[Opening SUPPLIED DATA section]

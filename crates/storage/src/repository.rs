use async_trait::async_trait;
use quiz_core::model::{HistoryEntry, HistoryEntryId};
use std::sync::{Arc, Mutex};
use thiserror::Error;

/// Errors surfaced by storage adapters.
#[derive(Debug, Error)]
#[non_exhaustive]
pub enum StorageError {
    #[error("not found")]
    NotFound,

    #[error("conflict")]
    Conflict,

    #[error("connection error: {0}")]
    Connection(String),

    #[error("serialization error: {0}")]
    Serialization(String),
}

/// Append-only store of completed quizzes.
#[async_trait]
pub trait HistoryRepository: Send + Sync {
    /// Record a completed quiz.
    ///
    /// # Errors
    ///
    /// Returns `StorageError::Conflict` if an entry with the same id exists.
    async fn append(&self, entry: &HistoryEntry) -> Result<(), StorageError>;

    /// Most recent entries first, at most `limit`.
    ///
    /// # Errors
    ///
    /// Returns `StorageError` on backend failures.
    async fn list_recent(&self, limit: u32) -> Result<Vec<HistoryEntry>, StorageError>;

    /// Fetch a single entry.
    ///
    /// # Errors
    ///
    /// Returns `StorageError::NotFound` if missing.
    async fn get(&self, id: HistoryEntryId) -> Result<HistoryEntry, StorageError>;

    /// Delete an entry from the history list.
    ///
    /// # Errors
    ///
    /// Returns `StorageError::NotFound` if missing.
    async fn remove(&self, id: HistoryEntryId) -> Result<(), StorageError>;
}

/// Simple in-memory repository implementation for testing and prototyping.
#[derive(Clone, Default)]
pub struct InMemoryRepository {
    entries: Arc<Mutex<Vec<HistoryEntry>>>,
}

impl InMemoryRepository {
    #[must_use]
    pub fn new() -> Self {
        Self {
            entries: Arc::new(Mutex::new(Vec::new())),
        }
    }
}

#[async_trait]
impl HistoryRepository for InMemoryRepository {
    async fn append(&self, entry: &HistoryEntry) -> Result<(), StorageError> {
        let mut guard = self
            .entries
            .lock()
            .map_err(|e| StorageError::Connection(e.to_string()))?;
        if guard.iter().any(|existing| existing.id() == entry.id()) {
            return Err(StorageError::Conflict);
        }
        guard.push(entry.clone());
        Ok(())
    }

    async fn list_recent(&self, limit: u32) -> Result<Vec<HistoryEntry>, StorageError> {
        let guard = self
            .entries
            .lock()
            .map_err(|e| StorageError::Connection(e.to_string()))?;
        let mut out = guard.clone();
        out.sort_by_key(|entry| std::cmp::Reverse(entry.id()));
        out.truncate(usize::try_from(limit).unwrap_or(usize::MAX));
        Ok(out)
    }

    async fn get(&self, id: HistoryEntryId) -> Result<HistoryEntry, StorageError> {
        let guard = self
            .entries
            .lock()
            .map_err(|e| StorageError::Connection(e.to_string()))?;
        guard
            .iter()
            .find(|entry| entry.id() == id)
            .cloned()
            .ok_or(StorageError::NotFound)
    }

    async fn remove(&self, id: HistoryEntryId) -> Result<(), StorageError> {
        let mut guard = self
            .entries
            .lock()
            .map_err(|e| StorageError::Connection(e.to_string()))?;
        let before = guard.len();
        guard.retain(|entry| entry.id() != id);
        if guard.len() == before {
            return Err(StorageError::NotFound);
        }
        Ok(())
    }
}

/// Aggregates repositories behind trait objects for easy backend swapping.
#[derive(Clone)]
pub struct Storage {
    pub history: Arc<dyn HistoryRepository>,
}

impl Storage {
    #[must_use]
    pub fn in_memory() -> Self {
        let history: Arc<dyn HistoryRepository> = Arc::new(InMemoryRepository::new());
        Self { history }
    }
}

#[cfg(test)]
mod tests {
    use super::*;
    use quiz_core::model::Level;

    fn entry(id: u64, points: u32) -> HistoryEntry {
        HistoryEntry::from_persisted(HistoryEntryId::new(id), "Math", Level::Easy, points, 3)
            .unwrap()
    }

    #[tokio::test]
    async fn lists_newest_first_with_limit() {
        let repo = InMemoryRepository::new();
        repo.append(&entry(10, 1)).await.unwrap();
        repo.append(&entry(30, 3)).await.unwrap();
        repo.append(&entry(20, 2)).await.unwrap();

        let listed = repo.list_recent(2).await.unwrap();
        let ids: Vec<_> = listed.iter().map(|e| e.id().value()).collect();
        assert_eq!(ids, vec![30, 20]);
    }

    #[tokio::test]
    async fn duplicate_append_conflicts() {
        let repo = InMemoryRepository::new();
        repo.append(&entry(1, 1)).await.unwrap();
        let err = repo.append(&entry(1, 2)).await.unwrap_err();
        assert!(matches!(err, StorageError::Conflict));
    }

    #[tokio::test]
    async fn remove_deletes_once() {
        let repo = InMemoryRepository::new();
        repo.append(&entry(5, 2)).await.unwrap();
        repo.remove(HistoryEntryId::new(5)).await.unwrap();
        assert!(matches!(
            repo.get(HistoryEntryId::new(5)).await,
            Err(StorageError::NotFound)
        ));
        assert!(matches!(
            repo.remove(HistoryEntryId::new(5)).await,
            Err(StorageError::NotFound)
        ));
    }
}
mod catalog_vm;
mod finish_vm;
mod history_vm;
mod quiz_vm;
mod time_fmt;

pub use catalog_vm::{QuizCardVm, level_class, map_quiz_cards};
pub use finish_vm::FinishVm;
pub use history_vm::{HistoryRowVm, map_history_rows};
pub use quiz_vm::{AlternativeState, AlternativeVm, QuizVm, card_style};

[Closing SUPPLIED DATA section]
[Opening SUPPLIED DATA section]

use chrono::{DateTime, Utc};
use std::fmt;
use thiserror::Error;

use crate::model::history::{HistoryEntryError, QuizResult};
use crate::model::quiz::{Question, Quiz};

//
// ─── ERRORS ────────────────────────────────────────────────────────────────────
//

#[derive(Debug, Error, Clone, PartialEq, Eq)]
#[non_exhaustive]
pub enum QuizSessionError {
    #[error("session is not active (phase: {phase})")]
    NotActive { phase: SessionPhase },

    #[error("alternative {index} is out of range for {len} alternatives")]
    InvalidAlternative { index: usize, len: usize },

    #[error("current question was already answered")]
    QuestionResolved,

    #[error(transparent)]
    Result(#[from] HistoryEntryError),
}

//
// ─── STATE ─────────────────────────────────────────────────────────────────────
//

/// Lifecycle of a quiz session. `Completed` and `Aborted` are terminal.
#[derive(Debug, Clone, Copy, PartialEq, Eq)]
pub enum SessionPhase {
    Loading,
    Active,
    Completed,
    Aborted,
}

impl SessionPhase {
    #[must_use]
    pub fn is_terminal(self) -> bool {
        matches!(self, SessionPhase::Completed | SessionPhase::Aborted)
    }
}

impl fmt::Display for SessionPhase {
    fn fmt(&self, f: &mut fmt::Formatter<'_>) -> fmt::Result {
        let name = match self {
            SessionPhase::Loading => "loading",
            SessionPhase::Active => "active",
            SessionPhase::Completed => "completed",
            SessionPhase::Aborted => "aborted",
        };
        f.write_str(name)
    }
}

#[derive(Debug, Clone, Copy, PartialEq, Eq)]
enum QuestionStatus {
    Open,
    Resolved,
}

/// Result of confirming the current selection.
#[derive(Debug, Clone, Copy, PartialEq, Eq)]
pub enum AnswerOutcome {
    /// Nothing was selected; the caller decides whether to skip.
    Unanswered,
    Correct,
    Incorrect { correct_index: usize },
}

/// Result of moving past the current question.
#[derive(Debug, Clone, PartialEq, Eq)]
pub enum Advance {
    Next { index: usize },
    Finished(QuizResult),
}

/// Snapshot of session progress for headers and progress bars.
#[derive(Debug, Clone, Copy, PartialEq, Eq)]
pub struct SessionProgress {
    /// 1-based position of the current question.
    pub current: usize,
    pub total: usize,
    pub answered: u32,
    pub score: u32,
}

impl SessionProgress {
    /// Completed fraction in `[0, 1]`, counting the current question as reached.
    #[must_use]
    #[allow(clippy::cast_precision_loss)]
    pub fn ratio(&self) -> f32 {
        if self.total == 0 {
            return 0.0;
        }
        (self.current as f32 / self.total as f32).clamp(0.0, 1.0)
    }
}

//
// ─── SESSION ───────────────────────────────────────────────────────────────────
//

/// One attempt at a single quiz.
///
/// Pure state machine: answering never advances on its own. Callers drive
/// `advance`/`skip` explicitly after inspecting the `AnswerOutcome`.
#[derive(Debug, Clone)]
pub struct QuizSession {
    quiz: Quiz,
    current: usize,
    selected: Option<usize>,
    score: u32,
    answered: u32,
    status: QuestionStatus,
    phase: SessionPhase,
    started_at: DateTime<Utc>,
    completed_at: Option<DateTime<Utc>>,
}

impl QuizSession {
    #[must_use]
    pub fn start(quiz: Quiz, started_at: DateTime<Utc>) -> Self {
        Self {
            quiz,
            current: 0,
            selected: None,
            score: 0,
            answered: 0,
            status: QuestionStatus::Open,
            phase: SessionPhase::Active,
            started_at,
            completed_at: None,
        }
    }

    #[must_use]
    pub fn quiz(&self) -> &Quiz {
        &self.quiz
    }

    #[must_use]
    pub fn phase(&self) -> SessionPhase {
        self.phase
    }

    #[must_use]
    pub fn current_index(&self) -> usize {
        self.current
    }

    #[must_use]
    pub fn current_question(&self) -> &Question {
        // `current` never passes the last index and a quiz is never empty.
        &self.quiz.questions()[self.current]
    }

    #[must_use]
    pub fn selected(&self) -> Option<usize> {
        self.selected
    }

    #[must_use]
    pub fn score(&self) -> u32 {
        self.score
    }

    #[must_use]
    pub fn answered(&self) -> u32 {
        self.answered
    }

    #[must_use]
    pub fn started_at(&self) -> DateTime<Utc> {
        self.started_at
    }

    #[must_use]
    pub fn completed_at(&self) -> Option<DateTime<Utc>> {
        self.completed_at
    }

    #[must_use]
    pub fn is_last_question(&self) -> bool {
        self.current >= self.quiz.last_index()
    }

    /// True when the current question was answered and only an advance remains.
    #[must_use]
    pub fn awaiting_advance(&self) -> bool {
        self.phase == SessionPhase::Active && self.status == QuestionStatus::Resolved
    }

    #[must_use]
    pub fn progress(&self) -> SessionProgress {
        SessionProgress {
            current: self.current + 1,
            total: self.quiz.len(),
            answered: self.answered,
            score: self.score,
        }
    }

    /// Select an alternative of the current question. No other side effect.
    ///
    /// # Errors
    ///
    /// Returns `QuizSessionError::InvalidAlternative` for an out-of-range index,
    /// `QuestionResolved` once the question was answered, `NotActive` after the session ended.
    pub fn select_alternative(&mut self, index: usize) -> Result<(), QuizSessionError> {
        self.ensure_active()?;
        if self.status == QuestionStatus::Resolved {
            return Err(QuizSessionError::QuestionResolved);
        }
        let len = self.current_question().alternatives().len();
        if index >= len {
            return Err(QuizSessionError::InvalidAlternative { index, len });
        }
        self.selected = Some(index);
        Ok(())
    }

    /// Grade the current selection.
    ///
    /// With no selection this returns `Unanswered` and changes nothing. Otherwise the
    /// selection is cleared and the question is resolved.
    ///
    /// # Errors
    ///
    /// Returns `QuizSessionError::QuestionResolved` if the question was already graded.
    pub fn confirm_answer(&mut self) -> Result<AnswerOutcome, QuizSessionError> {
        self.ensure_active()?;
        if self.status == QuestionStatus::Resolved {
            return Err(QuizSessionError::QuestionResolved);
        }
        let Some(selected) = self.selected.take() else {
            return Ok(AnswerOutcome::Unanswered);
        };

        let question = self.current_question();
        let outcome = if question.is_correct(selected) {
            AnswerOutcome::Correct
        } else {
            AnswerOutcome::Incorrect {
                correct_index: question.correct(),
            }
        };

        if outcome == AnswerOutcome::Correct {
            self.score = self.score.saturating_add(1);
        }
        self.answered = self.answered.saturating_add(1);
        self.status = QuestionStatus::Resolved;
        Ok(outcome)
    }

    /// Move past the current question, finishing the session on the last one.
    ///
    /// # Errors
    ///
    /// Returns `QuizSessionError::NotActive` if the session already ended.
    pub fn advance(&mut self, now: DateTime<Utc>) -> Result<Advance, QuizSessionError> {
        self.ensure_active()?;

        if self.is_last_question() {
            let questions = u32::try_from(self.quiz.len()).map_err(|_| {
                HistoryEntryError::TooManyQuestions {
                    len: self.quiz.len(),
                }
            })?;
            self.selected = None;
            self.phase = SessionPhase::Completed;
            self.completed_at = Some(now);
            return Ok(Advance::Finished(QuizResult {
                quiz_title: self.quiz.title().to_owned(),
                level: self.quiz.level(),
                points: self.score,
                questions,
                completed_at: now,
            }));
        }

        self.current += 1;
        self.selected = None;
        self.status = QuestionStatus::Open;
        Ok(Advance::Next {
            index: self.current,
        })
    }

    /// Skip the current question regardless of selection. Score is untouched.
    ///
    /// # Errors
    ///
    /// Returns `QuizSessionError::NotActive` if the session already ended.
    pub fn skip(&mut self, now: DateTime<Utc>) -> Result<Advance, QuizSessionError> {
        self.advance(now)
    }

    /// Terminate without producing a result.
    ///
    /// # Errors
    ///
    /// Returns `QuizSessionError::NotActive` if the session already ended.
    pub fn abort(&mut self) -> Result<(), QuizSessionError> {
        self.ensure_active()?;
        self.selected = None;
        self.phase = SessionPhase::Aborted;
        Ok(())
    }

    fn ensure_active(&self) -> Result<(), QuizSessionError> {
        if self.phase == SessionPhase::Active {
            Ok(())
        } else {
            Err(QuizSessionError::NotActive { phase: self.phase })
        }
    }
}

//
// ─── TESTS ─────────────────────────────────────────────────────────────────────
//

[Closing SUPPLIED DATA section]
[Opening SUPPLIED DATA section]

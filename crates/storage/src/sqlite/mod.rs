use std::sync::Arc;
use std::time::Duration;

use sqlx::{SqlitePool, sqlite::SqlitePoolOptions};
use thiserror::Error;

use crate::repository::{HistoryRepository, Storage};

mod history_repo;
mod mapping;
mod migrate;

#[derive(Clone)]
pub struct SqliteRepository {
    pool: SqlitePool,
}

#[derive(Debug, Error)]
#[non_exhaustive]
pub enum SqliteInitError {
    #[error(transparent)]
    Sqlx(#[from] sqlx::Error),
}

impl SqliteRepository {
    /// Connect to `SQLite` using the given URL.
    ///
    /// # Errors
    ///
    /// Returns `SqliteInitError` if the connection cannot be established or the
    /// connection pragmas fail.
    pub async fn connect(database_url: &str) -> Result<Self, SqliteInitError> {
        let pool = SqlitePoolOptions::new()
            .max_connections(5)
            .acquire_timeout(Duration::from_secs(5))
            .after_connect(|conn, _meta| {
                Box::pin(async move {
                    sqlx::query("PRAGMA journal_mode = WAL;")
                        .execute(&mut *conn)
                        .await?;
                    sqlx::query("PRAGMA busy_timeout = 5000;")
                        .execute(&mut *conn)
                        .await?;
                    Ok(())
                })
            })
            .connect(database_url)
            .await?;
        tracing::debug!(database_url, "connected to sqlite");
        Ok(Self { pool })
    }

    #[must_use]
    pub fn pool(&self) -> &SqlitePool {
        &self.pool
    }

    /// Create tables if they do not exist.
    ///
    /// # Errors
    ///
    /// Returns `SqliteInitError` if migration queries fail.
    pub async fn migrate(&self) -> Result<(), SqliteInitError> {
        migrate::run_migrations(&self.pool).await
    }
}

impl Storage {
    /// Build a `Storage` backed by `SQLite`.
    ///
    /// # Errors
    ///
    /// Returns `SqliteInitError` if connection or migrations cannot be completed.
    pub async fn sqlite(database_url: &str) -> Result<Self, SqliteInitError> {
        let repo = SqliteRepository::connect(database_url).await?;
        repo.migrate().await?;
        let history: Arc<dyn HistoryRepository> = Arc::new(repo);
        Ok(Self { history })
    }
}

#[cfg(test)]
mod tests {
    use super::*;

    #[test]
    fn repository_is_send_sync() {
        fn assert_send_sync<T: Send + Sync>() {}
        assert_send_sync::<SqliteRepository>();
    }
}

[Closing SUPPLIED DATA section]

## TASK REQUIREMENTS
Find each line in the data above with the word "Some", then copy it.

## RESPONSE
        self.selected = Some(index);
        let Some(selected) = self.selected.take() else {
            self.completed_at = Some(now);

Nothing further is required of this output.